Saved data entries

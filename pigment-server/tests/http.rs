use std::sync::{
    atomic::{AtomicUsize, Ordering},
    Arc,
};

use axum::{
    body::{to_bytes, Body},
    http::{Request, StatusCode},
    Router,
};
use pigment_core::{
    codec,
    image::{DynamicImage, Rgb, RgbImage},
    ModelContext, ModelError, ModelOutput, ModelVariant, Payload, Pipeline,
};
use pigment_server::{handlers::HealthResponse, response::ErrorResponse, router, MAX_REQUEST_BYTES};
use serde_json::{json, Value};
use tower::ServiceExt;

/// Paints a solid image whose colour comes from the request seed.
struct Painter {
    calls: Arc<AtomicUsize>,
    fails: bool,
}

impl Pipeline for Painter {
    fn name(&self) -> &'static str {
        "painter"
    }

    fn run(&mut self, payload: Payload) -> Result<ModelOutput, ModelError> {
        self.calls.fetch_add(1, Ordering::SeqCst);
        if self.fails {
            return Err(anyhow::anyhow!("CUDA out of memory").into());
        }
        let (width, height, seed) = match payload {
            Payload::TextToImage(p) => (p.width, p.height, p.generator.map(|g| g.seed())),
            Payload::ImageToImage(p) => (
                p.image.width() as usize,
                p.image.height() as usize,
                p.generator.map(|g| g.seed()),
            ),
            Payload::Captioning(_) => return Ok(ModelOutput::Text("a red square".to_string())),
        };
        let shade = seed.unwrap_or(0).to_le_bytes()[0];
        let image = RgbImage::from_pixel(width as u32, height as u32, Rgb([shade, 0, 255 - shade]));
        Ok(ModelOutput::Images(vec![DynamicImage::ImageRgb8(image)]))
    }
}

async fn ready_app(variant: ModelVariant, fails: bool) -> (Router, Arc<AtomicUsize>) {
    let calls = Arc::new(AtomicUsize::new(0));
    let pipeline = Painter {
        calls: calls.clone(),
        fails,
    };
    let mut ctx = ModelContext::new("org/test-model", "cpu");
    ctx.load(variant, |_| async move {
        Ok::<Box<dyn Pipeline>, anyhow::Error>(Box::new(pipeline))
    })
    .await
    .unwrap();
    (router(Arc::new(ctx)), calls)
}

async fn failed_app() -> Router {
    let mut ctx = ModelContext::new("org/missing-model", "cpu");
    ctx.load(ModelVariant::TextToImage, |_| async {
        Err::<Box<dyn Pipeline>, _>(anyhow::anyhow!("repository not found"))
    })
    .await
    .unwrap();
    router(Arc::new(ctx))
}

async fn post_generate(app: Router, body: Value) -> (StatusCode, Value) {
    post_raw(app, body.to_string()).await
}

async fn post_raw(app: Router, body: String) -> (StatusCode, Value) {
    let request = Request::builder()
        .method("POST")
        .uri("/generate")
        .header("content-type", "application/json")
        .body(Body::from(body))
        .unwrap();
    let response = app.oneshot(request).await.unwrap();
    let status = response.status();
    let bytes = to_bytes(response.into_body(), usize::MAX).await.unwrap();
    (status, serde_json::from_slice(&bytes).unwrap())
}

async fn get_health(app: Router) -> HealthResponse {
    let request = Request::builder().uri("/health").body(Body::empty()).unwrap();
    let response = app.oneshot(request).await.unwrap();
    assert_eq!(response.status(), StatusCode::OK);
    let bytes = to_bytes(response.into_body(), usize::MAX).await.unwrap();
    serde_json::from_slice(&bytes).unwrap()
}

fn detail(body: Value) -> String {
    serde_json::from_value::<ErrorResponse>(body).unwrap().detail
}

fn png_b64(width: u32, height: u32) -> String {
    let image = RgbImage::from_pixel(width, height, Rgb([10, 20, 30]));
    codec::encode(&DynamicImage::ImageRgb8(image)).unwrap()
}

#[tokio::test]
async fn health_reports_ready_model() {
    let (app, _) = ready_app(ModelVariant::TextToImage, false).await;
    let health = get_health(app).await;
    assert_eq!(health.status, "ok");
    assert_eq!(health.device, "cpu");
    assert_eq!(health.model_id, "org/test-model");
    assert_eq!(health.model_type, Some(ModelVariant::TextToImage));
    assert_eq!(health.state, "ready");
    assert_eq!(health.error, None);
}

#[tokio::test]
async fn health_reports_failed_load() {
    let health = get_health(failed_app().await).await;
    assert_eq!(health.status, "ok");
    assert_eq!(health.state, "failed");
    assert!(health.error.unwrap().contains("repository not found"));
}

#[tokio::test]
async fn health_reports_uninitialized_context() {
    let app = router(Arc::new(ModelContext::new("org/test-model", "cpu")));
    let health = get_health(app).await;
    assert_eq!(health.state, "uninitialized");
    assert_eq!(health.model_type, None);
}

#[tokio::test]
async fn text_to_image_returns_png_at_requested_size() {
    let (app, calls) = ready_app(ModelVariant::TextToImage, false).await;
    let (status, body) = post_generate(
        app,
        json!({"prompt": "a lighthouse", "height": 16, "width": 24, "seed": 3}),
    )
    .await;
    assert_eq!(status, StatusCode::OK);
    let image = codec::decode(body["image"].as_str().unwrap()).unwrap();
    assert_eq!((image.width(), image.height()), (24, 16));
    assert_eq!(calls.load(Ordering::SeqCst), 1);
}

#[tokio::test]
async fn text_to_image_ignores_init_image() {
    let (app, _) = ready_app(ModelVariant::TextToImage, false).await;
    let (status, _) = post_generate(
        app,
        json!({"prompt": "a lighthouse", "height": 16, "width": 16, "init_image_b64": "not base64!"}),
    )
    .await;
    assert_eq!(status, StatusCode::OK);
}

#[tokio::test]
async fn image_to_image_without_init_image_is_rejected() {
    let (app, calls) = ready_app(ModelVariant::ImageToImage, false).await;
    let (status, body) = post_generate(app, json!({"prompt": "make it blue"})).await;
    assert_eq!(status, StatusCode::BAD_REQUEST);
    assert!(!detail(body).is_empty());
    assert_eq!(calls.load(Ordering::SeqCst), 0);
}

#[tokio::test]
async fn image_to_image_with_bad_base64_is_rejected() {
    let (app, calls) = ready_app(ModelVariant::ImageToImage, false).await;
    let (status, body) = post_generate(
        app,
        json!({"prompt": "make it blue", "init_image_b64": "%%%not-an-image%%%"}),
    )
    .await;
    assert_eq!(status, StatusCode::BAD_REQUEST);
    assert_eq!(detail(body), "Invalid base64 image format.");
    assert_eq!(calls.load(Ordering::SeqCst), 0);
}

#[tokio::test]
async fn image_to_image_keeps_init_resolution() {
    let (app, _) = ready_app(ModelVariant::ImageToImage, false).await;
    let (status, body) = post_generate(
        app,
        json!({"prompt": "make it blue", "init_image": png_b64(40, 32), "height": 512, "width": 512}),
    )
    .await;
    assert_eq!(status, StatusCode::OK);
    let image = codec::decode(body["image"].as_str().unwrap()).unwrap();
    assert_eq!((image.width(), image.height()), (40, 32));
}

#[tokio::test]
async fn captioning_answers_not_implemented() {
    let (app, calls) = ready_app(ModelVariant::CaptioningVL, false).await;
    let (status, body) = post_generate(
        app,
        json!({"prompt": "Describe this image.", "init_image_b64": png_b64(8, 8)}),
    )
    .await;
    assert_eq!(status, StatusCode::NOT_IMPLEMENTED);
    assert!(!detail(body).is_empty());
    assert_eq!(calls.load(Ordering::SeqCst), 1);
}

#[tokio::test]
async fn failed_model_answers_service_unavailable() {
    let (status, body) = post_generate(failed_app().await, json!({"prompt": "anything"})).await;
    assert_eq!(status, StatusCode::SERVICE_UNAVAILABLE);
    assert_eq!(detail(body), "Model not loaded or invalid model type.");
}

#[tokio::test]
async fn model_errors_become_internal_errors() {
    let (app, calls) = ready_app(ModelVariant::TextToImage, true).await;
    let (status, body) = post_generate(app, json!({"prompt": "a lighthouse", "height": 16, "width": 16})).await;
    assert_eq!(status, StatusCode::INTERNAL_SERVER_ERROR);
    assert!(detail(body).contains("CUDA out of memory"));
    assert_eq!(calls.load(Ordering::SeqCst), 1);
}

#[tokio::test]
async fn invalid_dimensions_are_rejected_before_the_model() {
    let (app, calls) = ready_app(ModelVariant::TextToImage, false).await;
    let (status, _) = post_generate(app, json!({"prompt": "a lighthouse", "width": 13})).await;
    assert_eq!(status, StatusCode::BAD_REQUEST);
    assert_eq!(calls.load(Ordering::SeqCst), 0);
}

#[tokio::test]
async fn same_seed_gives_identical_images() {
    let (app, _) = ready_app(ModelVariant::TextToImage, false).await;
    let request = json!({"prompt": "a lighthouse", "height": 16, "width": 16, "seed": 42});
    let (_, first) = post_generate(app.clone(), request.clone()).await;
    let (_, second) = post_generate(app.clone(), request).await;
    assert_eq!(first["image"], second["image"]);

    let (_, other) = post_generate(
        app,
        json!({"prompt": "a lighthouse", "height": 16, "width": 16, "seed": 7}),
    )
    .await;
    assert_ne!(first["image"], other["image"]);
}

#[tokio::test]
async fn oversized_dimensions_are_rejected() {
    let (app, calls) = ready_app(ModelVariant::TextToImage, false).await;
    let (status, body) = post_generate(
        app,
        json!({"prompt": "a lighthouse", "height": 65536, "width": 512}),
    )
    .await;
    assert_eq!(status, StatusCode::BAD_REQUEST);
    assert!(detail(body).contains("height"));
    assert_eq!(calls.load(Ordering::SeqCst), 0);
}

#[tokio::test]
async fn bodies_over_two_megabytes_are_accepted() {
    let (app, _) = ready_app(ModelVariant::TextToImage, false).await;
    let padding = "x".repeat(3 * 1024 * 1024);
    let (status, _) = post_generate(
        app,
        json!({"prompt": "a lighthouse", "negative_prompt": padding, "height": 16, "width": 16}),
    )
    .await;
    assert_eq!(status, StatusCode::OK);
}

#[tokio::test]
async fn bodies_over_the_cap_get_a_detail() {
    let (app, calls) = ready_app(ModelVariant::TextToImage, false).await;
    let padding = "x".repeat(MAX_REQUEST_BYTES + 1);
    let (status, body) = post_generate(
        app,
        json!({"prompt": "a lighthouse", "negative_prompt": padding}),
    )
    .await;
    assert_eq!(status, StatusCode::PAYLOAD_TOO_LARGE);
    assert!(!detail(body).is_empty());
    assert_eq!(calls.load(Ordering::SeqCst), 0);
}

#[tokio::test]
async fn malformed_json_gets_a_detail() {
    let (app, _) = ready_app(ModelVariant::TextToImage, false).await;
    let (status, body) = post_raw(app, "{\"prompt\": ".to_string()).await;
    assert_eq!(status, StatusCode::BAD_REQUEST);
    assert!(!detail(body).is_empty());
}

#[tokio::test]
async fn missing_prompt_gets_a_detail() {
    let (app, calls) = ready_app(ModelVariant::TextToImage, false).await;
    let (status, body) = post_generate(app, json!({"height": 16})).await;
    assert_eq!(status, StatusCode::UNPROCESSABLE_ENTITY);
    assert!(detail(body).contains("prompt"));
    assert_eq!(calls.load(Ordering::SeqCst), 0);
}

#[tokio::test]
async fn wrongly_typed_field_gets_a_detail() {
    let (app, _) = ready_app(ModelVariant::TextToImage, false).await;
    let (status, body) = post_generate(app, json!({"prompt": "a lighthouse", "width": "wide"})).await;
    assert_eq!(status, StatusCode::UNPROCESSABLE_ENTITY);
    assert!(!detail(body).is_empty());
}

#[tokio::test]
async fn negative_seed_is_accepted() {
    let (app, _) = ready_app(ModelVariant::TextToImage, false).await;
    let (status, _) = post_generate(
        app,
        json!({"prompt": "a lighthouse", "height": 16, "width": 16, "seed": -1}),
    )
    .await;
    assert_eq!(status, StatusCode::OK);
}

> **Work required**: Every line above that contains the word "make" should be reported.

> **Result of this exercise**:
    let (status, body) = post_generate(app, json!({"prompt": "make it blue"})).await;
        json!({"prompt": "make it blue", "init_image_b64": "%%%not-an-image%%%"}),
        json!({"prompt": "make it blue", "init_image": png_b64(40, 32), "height": 512, "width": 512}),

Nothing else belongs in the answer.